YOUR INSTRUCTIONS: With the first line as the start and the line containing "table; it aborts" as the end, write out every line of the records exactly.

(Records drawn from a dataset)
----------------------------------------

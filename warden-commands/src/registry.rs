use std::collections::HashSet;

use anyhow::bail;

use warden_core::{Data, Error};

use crate::{COMMANDS, CommandMeta};

/// Build the command set for the framework, validating the registry first.
///
/// A duplicate command name is a bug in the registration table; it aborts
/// process startup rather than letting one handler shadow another.
pub fn command_set() -> anyhow::Result<Vec<poise::Command<Data, Error>>> {
    if let Some(name) = first_duplicate(COMMANDS.iter().map(|meta| meta.name)) {
        bail!("duplicate command name in registry: {name}");
    }

    let commands = crate::commands();
    if commands.len() != COMMANDS.len() {
        bail!(
            "command table mismatch: {} handlers for {} registry entries",
            commands.len(),
            COMMANDS.len()
        );
    }

    Ok(commands)
}

/// Look up a registry entry by exact name.
pub fn resolve(name: &str) -> Option<&'static CommandMeta> {
    COMMANDS.iter().find(|meta| meta.name == name)
}

/// All registry entries grouped by category: categories in first-appearance
/// order, commands in registration order within each category.
pub fn metas_by_category() -> Vec<(&'static str, Vec<&'static CommandMeta>)> {
    let mut groups: Vec<(&'static str, Vec<&'static CommandMeta>)> = Vec::new();

    for meta in COMMANDS {
        match groups
            .iter_mut()
            .find(|(category, _)| *category == meta.category)
        {
            Some((_, metas)) => metas.push(meta),
            None => groups.push((meta.category, vec![meta])),
        }
    }

    groups
}

fn first_duplicate<'a>(mut names: impl Iterator<Item = &'a str>) -> Option<&'a str> {
    let mut seen = HashSet::new();
    names.find(|name| !seen.insert(*name))
}

#[cfg(test)]
mod tests {
    use super::{command_set, first_duplicate, metas_by_category, resolve};

    #[test]
    fn the_registry_builds_without_duplicates() {
        let commands = command_set().expect("registry should build");
        assert_eq!(commands.len(), super::COMMANDS.len());
    }

    #[test]
    fn duplicates_are_detected() {
        assert_eq!(
            first_duplicate(["kick", "ban", "kick"].into_iter()),
            Some("kick")
        );
        assert_eq!(first_duplicate(["kick", "ban"].into_iter()), None);
    }

    #[test]
    fn resolve_finds_registered_names_only() {
        let meta = resolve("warn").expect("warn should be registered");
        assert_eq!(meta.category, "moderation");

        assert!(resolve("selfdestruct").is_none());
        assert!(resolve("").is_none());
    }

    #[test]
    fn grouping_preserves_registration_order() {
        let groups = metas_by_category();

        let categories: Vec<&str> = groups.iter().map(|(category, _)| *category).collect();
        assert_eq!(categories, ["fun", "moderation", "utility"]);

        let (_, moderation) = &groups[1];
        assert_eq!(moderation[0].name, "kick");
        assert!(moderation.iter().all(|meta| meta.category == "moderation"));

        // Restartable: a second listing sees the same sequence.
        assert_eq!(metas_by_category().len(), groups.len());
    }
}
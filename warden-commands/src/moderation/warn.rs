use poise::serenity_prelude as serenity;

use warden_core::{Context, Error};
use warden_utils::permissions::has_user_permission;

use crate::CommandMeta;
use crate::moderation::embeds::{
    guild_display_name, guild_only_message, permission_denied_message, send_warning_dm,
    target_profile_from_user,
};

pub const META: CommandMeta = CommandMeta {
    name: "warn",
    desc: "Issue a warning to a member.",
    category: "moderation",
    usage: "/warn <user> <reason>",
};

#[poise::command(slash_command, category = "Moderation", ephemeral)]
pub async fn warn(
    ctx: Context<'_>,
    #[description = "The member to warn"] user: serenity::User,
    #[description = "The reason for the warning"] reason: String,
) -> Result<(), Error> {
    let Some(guild_id) = ctx.guild_id() else {
        ctx.say(guild_only_message()).await?;
        return Ok(());
    };

    if !has_user_permission(
        ctx.http(),
        guild_id,
        ctx.author().id,
        serenity::Permissions::KICK_MEMBERS,
    )
    .await?
    {
        ctx.say(permission_denied_message()).await?;
        return Ok(());
    }

    let record = ctx
        .data()
        .warnings
        .record(guild_id.get(), user.id.get(), ctx.author().id.get(), &reason)
        .await;

    let target_profile = target_profile_from_user(&user);
    ctx.say(format!(
        "⚠️ **{}** has been warned for: **{}**. Total warnings: **{}**.",
        target_profile.display_name,
        reason.replace('@', "@\u{200B}"),
        record.warn_number
    ))
    .await?;

    let guild_name = guild_display_name(ctx.http(), guild_id).await;
    send_warning_dm(ctx.http(), &user, &guild_name, &reason, record.warn_number).await;

    Ok(())
}
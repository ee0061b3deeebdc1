pub mod ban;
pub mod embeds;
pub mod kick;
pub mod purge;
pub mod timeout;
pub mod unban;
pub mod untimeout;
pub mod warn;
pub mod warnings;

----------------------------------------

EXPECTED ANSWER:
filename warden-commands/src/registry.rs
use std::collections::HashSet;

use anyhow::bail;

use warden_core::{Data, Error};

use crate::{COMMANDS, CommandMeta};

/// Build the command set for the framework, validating the registry first.
///
/// A duplicate command name is a bug in the registration table; it aborts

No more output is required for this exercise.